More recently, Chiang says he’s particularly proud of an initiative started last year called Rising Strong, a family centered drug treatment program that includes housing for families.
The program, which is operated by Catholic Charities with funding from the foundation, Premera Blue Cross, and Providence Health Care, aims to keep kids with their families while giving parents the skills they need to get clean and find jobs.
In its first year, Chiang says the program housed 20 families at the former Sisters of the Holy Names site, at 2911 W. Fort George Wright Drive. He says the program will continue to expand later this year to include up to 50 families.
“We modeled this program after what’s been done in other states, where they’ve had 80 to 90 percent success rates at keeping families together and children out of foster care,” he says. “We’re excited to start working toward improvements in this area.”
Although the foundation remodeled the Philanthropy Center and moved in a mere three years ago, Chiang says it may already be outgrowing the space.
“We have several open positions right now and expect to grow our staff by 30 percent this next year. With continuing growth, it’s possible we’ll need to invest in another building in the downtown core,” he says.
“Our goal for any new space would be to choose another building we could improve, with an eye toward revitalizing the neighborhood, as we’ve done with this current space.”

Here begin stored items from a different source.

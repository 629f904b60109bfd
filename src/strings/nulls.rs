use super::StringUtils;

impl StringUtils {
    /// Return `text`, or `""` when it is absent
    pub fn null_to_empty(text: Option<&str>) -> &str {
        text.unwrap_or("")
    }

    /// Return `None` when `text` is empty, otherwise `text` unchanged
    pub fn empty_to_null(text: Option<&str>) -> Option<&str> {
        text.filter(|s| !s.is_empty())
    }

    /// Check if `text` is absent or has zero length.
    ///
    /// No trimming happens: `" "` is not empty.
    pub fn is_null_or_empty(text: Option<&str>) -> bool {
        text.map_or(true, str::is_empty)
    }
}
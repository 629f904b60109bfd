//! nullsafe-strings - Null-safe string helpers that never fail on common edge cases
//!
//! This library provides:
//! - Null/empty normalization over `Option<&str>`
//! - Padding and bounded repetition
//! - Longest common prefix/suffix that never splits a character
//! - Lenient `%s` template formatting tolerant of argument count mismatches
//! - UTF-16 code unit variants with surrogate pair safety
//!
//! All operations are pure and synchronous; only `repeat` can fail.

pub mod config;
pub mod error;
pub mod logging;
pub mod strings;

// Re-export main types for convenience
pub use crate::config::{ConfigOverrides, StringsConfig};
pub use crate::error::{StringsError, StringsResult};
pub use crate::strings::utf16::Utf16Utils;
pub use crate::strings::{FormatConfig, LenientFormatter, RepeatConfig, StringUtils};
use std::borrow::Cow;

use serde::{Deserialize, Serialize};
use tracing::debug;

use super::StringUtils;
use crate::error::{StringsError, StringsResult};

/// Largest string, in bytes, the platform can represent
pub const PLATFORM_MAX_LEN: usize = isize::MAX as usize;

/// Repetition limits
#[derive(Debug, Clone, PartialEq, Eq, Serialize, Deserialize)]
#[serde(default)]
pub struct RepeatConfig {
    /// Maximum result length in bytes
    pub max_len: usize,
}

impl Default for RepeatConfig {
    fn default() -> Self {
        Self { max_len: PLATFORM_MAX_LEN }
    }
}

impl RepeatConfig {
    /// Repeat `text` under this configuration's length limit
    pub fn repeat<'a>(&self, text: &'a str, count: i64) -> StringsResult<Cow<'a, str>> {
        StringUtils::repeat_with_limit(text, count, self.max_len)
    }
}

impl StringUtils {
    /// Concatenate `count` copies of `text`.
    ///
    /// Fails with `InvalidArgument` for a negative count and with
    /// `CapacityExceeded` when the result would be longer than the platform
    /// allows. Both are detected before anything is allocated.
    pub fn repeat(text: &str, count: i64) -> StringsResult<Cow<'_, str>> {
        Self::repeat_with_limit(text, count, PLATFORM_MAX_LEN)
    }

    /// Like [`StringUtils::repeat`] with an explicit result limit in bytes
    pub fn repeat_with_limit(text: &str, count: i64, max_len: usize) -> StringsResult<Cow<'_, str>> {
        if count < 0 {
            debug!("Rejected repeat with negative count: {}", count);
            return Err(StringsError::invalid_argument(format!(
                "count cannot be negative: {}",
                count
            )));
        }

        if count == 0 || text.is_empty() {
            return Ok(Cow::Borrowed(""));
        }

        let limit = max_len.min(PLATFORM_MAX_LEN);
        // u128 holds any usize * i64 product without wrapping
        let requested = text.len() as u128 * count as u128;
        if requested > limit as u128 {
            debug!(
                "Rejected repeat of {} bytes x {}: {} bytes exceeds limit {}",
                text.len(),
                count,
                requested,
                limit
            );
            return Err(StringsError::capacity_exceeded(requested, limit));
        }

        if count == 1 {
            return Ok(Cow::Borrowed(text));
        }

        // requested fits in usize, so count does too
        Ok(Cow::Owned(text.repeat(count as usize)))
    }
}

#[cfg(test)]
mod tests {
    use super::*;

    #[test]
    fn test_repeat() {
        assert_eq!(StringUtils::repeat("abc", 1).unwrap(), "abc");
        assert_eq!(StringUtils::repeat("abc", 2).unwrap(), "abcabc");
        assert_eq!(StringUtils::repeat("abc", 3).unwrap(), "abcabcabc");
        assert_eq!(StringUtils::repeat("a", 6).unwrap(), "aaaaaa");
        assert_eq!(StringUtils::repeat("é", 3).unwrap(), "ééé");
    }

    #[test]
    fn test_repeat_empty() {
        assert_eq!(StringUtils::repeat("", 0).unwrap(), "");
        assert_eq!(StringUtils::repeat("abc", 0).unwrap(), "");
        assert_eq!(StringUtils::repeat("", 5).unwrap(), "");
        assert_eq!(StringUtils::repeat("", i64::MAX).unwrap(), "");
    }

    #[test]
    fn test_repeat_negative_count() {
        let err = StringUtils::repeat("abc", -1).unwrap_err();
        assert!(matches!(err, StringsError::InvalidArgument { .. }));
        assert!(err.to_string().contains("-1"));

        // Negative count wins even for empty text
        assert!(matches!(
            StringUtils::repeat("", -3),
            Err(StringsError::InvalidArgument { .. })
        ));
    }

    #[test]
    fn test_repeat_capacity_exceeded() {
        let err = StringUtils::repeat("abc", i64::MAX).unwrap_err();
        assert_eq!(
            err,
            StringsError::CapacityExceeded {
                requested: 3 * i64::MAX as u128,
                limit: PLATFORM_MAX_LEN,
            }
        );
    }

    #[test]
    fn test_repeat_with_limit() {
        assert_eq!(StringUtils::repeat_with_limit("ab", 4, 8).unwrap(), "abababab");

        let err = StringUtils::repeat_with_limit("ab", 5, 8).unwrap_err();
        assert_eq!(err, StringsError::capacity_exceeded(10, 8));

        assert!(matches!(
            StringUtils::repeat_with_limit("a", i32::MAX as i64, 1 << 20),
            Err(StringsError::CapacityExceeded { .. })
        ));
    }

    #[test]
    fn test_repeat_config() {
        let config = RepeatConfig { max_len: 4 };
        assert_eq!(config.repeat("xy", 2).unwrap(), "xyxy");
        assert!(config.repeat("xy", 3).is_err());
        assert!(config.repeat("hello", 1).is_err());

        assert_eq!(RepeatConfig::default().max_len, PLATFORM_MAX_LEN);
    }
}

Going forward, Chiang says the foundation will continue to work toward measurable impacts to health outcomes and eliminating health disparities.
“We believe everyone deserves vibrant health and access to health care regardless of their circumstances, and we’ll continue to aim for that,” he says.
The Empire Health Foundation is a private health conversion foundation formed in 2008 through the sale of
Deaconess Medical Center and Valley Hospital and Medical Center, to for-profit Community Health Services Inc., of Franklin, Tenn., by the former owner nonprofit Empire Health Services.
Health conversion foundations are formed when a nonprofit hospital, health care system, or health plan is either acquired by a for-profit concern or converted to for-profit status. The proceeds from these transactions are then transferred into the endowment of a foundation that maintains the general mission of the entity being acquired.
Chiang says the foundation is governed by a 15-member board of directors, who focus on finding new ways to reinvest the foundation’s funds in health care initiatives.
“Our board is a very diverse group, and includes representatives from three area tribes,” he says. “We’re also a bit unusual compared to other boards. Because we already have funding at our disposal, our focus is more on finding the best ways to reinvest that money, putting it where it will have the most impact.”
The foundation’s coverage area includes seven counties—Spokane, Stevens, Pend Oreille, Lincoln, Whitman, Adams, and Ferry—and the Spokane, Kalispel, and Colville Confederated tribal reservations.